Not that much really, but then we don't know that much about any of the Torchwood characters.
We know that Owen was orginally from the London area, that he trained as a Doctor, at some point moved to Cardiff and was eventually was employed by Torchwood.
So this will be my take on Owen's background for the purpose of fic and what will probably be my own fanon for him until actual canon (if it ever bothers) tells me otherwise.
I think that Owen was from a financially poor family background, probably growing up in a fairly run down or rough area, quite possibly a council estate.
Familywise the guy seems (to me at least) to have major issues. The main one that occurs to me is issues with his mother, based on his attitude to women and relationships in general.
Owen relationships towards men (and I don't mean in a slashy kind of way) seems to based on competition and desire for recognition. Although I would not neccessarily say he's looking for a father figure, he is looking for somebody to look up to, a role model, somebody he can aspire to be like. The problem with that is that nobody is perfect and ultimately whoever he chooses will eventually do something that disappoints him and loses a little more of his trust in people.
Owen's attitude towards love/affection does seem to be somewhat screwed up and very much revolving around the idea that if you love somebody all they will do is end up hurting you.
I imagine that he was probably the sort to get into a lot of trouble at school, fights and such.
I think that Owen has got where he has purely by the fact that he will never quit, not while he thinks there is a remote chance he can succeed. If he sees a way of improving his lot in life he'll take it, no tricky moral question asked, he seems to thinks the world owes him big time.

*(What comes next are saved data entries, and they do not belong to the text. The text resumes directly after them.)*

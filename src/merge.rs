use std::collections::{HashMap, hash_map};

use clap::ValueEnum;
use serde::{Deserialize, Serialize};

/// A sanitized channel, keyed by its playable address
#[derive(Debug, Clone, PartialEq, Eq, Serialize, Deserialize)]
pub struct Entry {
    /// Display name, empty when unknown
    pub name: String,
    pub address: String,
}

impl Entry {
    pub fn new(name: impl Into<String>, address: impl Into<String>) -> Self {
        Self {
            name: name.into(),
            address: address.into(),
        }
    }
}

/// How a name is chosen when the same address is seen more than once.
///
/// An empty stored name is always upgraded by a non-empty one, and an empty incoming
/// name never overwrites anything.
#[derive(Debug, Clone, Copy, Default, PartialEq, Eq, ValueEnum)]
pub enum MergePolicy {
    /// Keep the first non-empty name
    #[default]
    FirstNonEmpty,
    /// Replace the stored name with any newer non-empty name
    LatestNonEmpty,
}

/// Address-keyed accumulator that remembers the order addresses were first seen in
#[derive(Debug, Clone, Default)]
pub struct ResultSet {
    policy: MergePolicy,
    index: HashMap<String, usize>,
    entries: Vec<Entry>,
}

impl ResultSet {
    #[must_use]
    pub fn new(policy: MergePolicy) -> Self {
        Self {
            policy,
            ..Self::default()
        }
    }

    /// Merges an entry in, returning `true` when the set changed
    pub fn merge(&mut self, entry: Entry) -> bool {
        match self.index.entry(entry.address) {
            hash_map::Entry::Vacant(slot) => {
                self.entries.push(Entry {
                    name: entry.name,
                    address: slot.key().clone(),
                });
                slot.insert(self.entries.len() - 1);
                true
            }
            hash_map::Entry::Occupied(slot) => {
                let stored = &mut self.entries[*slot.get()].name;
                let replace = !entry.name.is_empty()
                    && *stored != entry.name
                    && (stored.is_empty() || self.policy == MergePolicy::LatestNonEmpty);
                if replace {
                    *stored = entry.name;
                }
                replace
            }
        }
    }

    /// Name stored for an address, if it has been seen
    #[must_use]
    pub fn get(&self, address: &str) -> Option<&str> {
        self.index
            .get(address)
            .map(|&i| self.entries[i].name.as_str())
    }

    #[must_use]
    pub fn len(&self) -> usize {
        self.entries.len()
    }

    #[must_use]
    pub fn is_empty(&self) -> bool {
        self.entries.is_empty()
    }

    /// Entries in first-seen address order
    #[must_use]
    pub fn into_entries(self) -> Vec<Entry> {
        self.entries
    }
}

impl Extend<Entry> for ResultSet {
    fn extend<T: IntoIterator<Item = Entry>>(&mut self, iter: T) {
        for entry in iter {
            self.merge(entry);
        }
    }
}

#[cfg(test)]
mod tests {
    use super::*;

    const ADDR: &str = "http://x/1.m3u8";

    fn merged(policy: MergePolicy, names: &[&str]) -> ResultSet {
        let mut set = ResultSet::new(policy);
        set.extend(names.iter().map(|name| Entry::new(*name, ADDR)));
        set
    }

    #[test]
    fn non_empty_name_upgrades_empty() {
        assert_eq!(merged(MergePolicy::FirstNonEmpty, &["", "Foo"]).get(ADDR), Some("Foo"));
    }

    #[test]
    fn empty_name_never_overwrites() {
        assert_eq!(merged(MergePolicy::FirstNonEmpty, &["Foo", ""]).get(ADDR), Some("Foo"));
        assert_eq!(merged(MergePolicy::LatestNonEmpty, &["Foo", ""]).get(ADDR), Some("Foo"));
    }

    #[test]
    fn first_non_empty_name_wins() {
        assert_eq!(merged(MergePolicy::FirstNonEmpty, &["Foo", "Bar"]).get(ADDR), Some("Foo"));
        assert_eq!(
            merged(MergePolicy::FirstNonEmpty, &["", "Foo", "", "Bar"]).get(ADDR),
            Some("Foo")
        );
    }

    #[test]
    fn latest_policy_prefers_fresh_names() {
        assert_eq!(merged(MergePolicy::LatestNonEmpty, &["Foo", "Bar"]).get(ADDR), Some("Bar"));
    }

    #[test]
    fn merging_twice_is_idempotent() {
        for policy in [MergePolicy::FirstNonEmpty, MergePolicy::LatestNonEmpty] {
            let mut once = ResultSet::new(policy);
            once.merge(Entry::new("", "http://a"));
            let mut twice = once.clone();

            assert!(once.merge(Entry::new("Foo", ADDR)));
            assert!(twice.merge(Entry::new("Foo", ADDR)));
            assert!(!twice.merge(Entry::new("Foo", ADDR)));

            assert_eq!(once.into_entries(), twice.into_entries());
        }
    }

    #[test]
    fn one_key_per_distinct_address() {
        let mut set = ResultSet::default();
        for i in 0..30 {
            set.merge(Entry::new(format!("ch{i}"), format!("http://x/{}", i % 7)));
        }
        assert_eq!(set.len(), 7);
        assert_eq!(set.get("http://x/3"), Some("ch3"));
    }

    #[test]
    fn keeps_first_seen_order() {
        let mut set = ResultSet::default();
        set.extend([
            Entry::new("", "http://b"),
            Entry::new("A", "http://a"),
            Entry::new("B", "http://b"),
            Entry::new("C", "http://c"),
        ]);
        assert_eq!(
            set.into_entries(),
            vec![
                Entry::new("B", "http://b"),
                Entry::new("A", "http://a"),
                Entry::new("C", "http://c"),
            ]
        );
    }
}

Although by the end of series one that attitude seem to be changing.
Owen is someone who very much subscribes to the idea of "if I have to lie, cheat or steal I will never go hungry again" that quote may not be exactly right, but I think Owen is somebody who has fought hard to get where he is, and he will do almost anything not to lose it.
I don't think that there was any majorly traumatic type stuff ( that is a staple of so many fan fics) in Owen's childhood, just the ordinary everyday misfortunes that happen to a lot of people.
Whether I will use many/any of these ideas in the fic i'm not sure, but it gives me a reference point to how he might react in certain circumstances.
One thing I want to point out before finishing this post is that I do not have a down on broken homes, single parent families or people who live in council housing - for one thing it would be pretty hypocritical of me, being as that was my own family background.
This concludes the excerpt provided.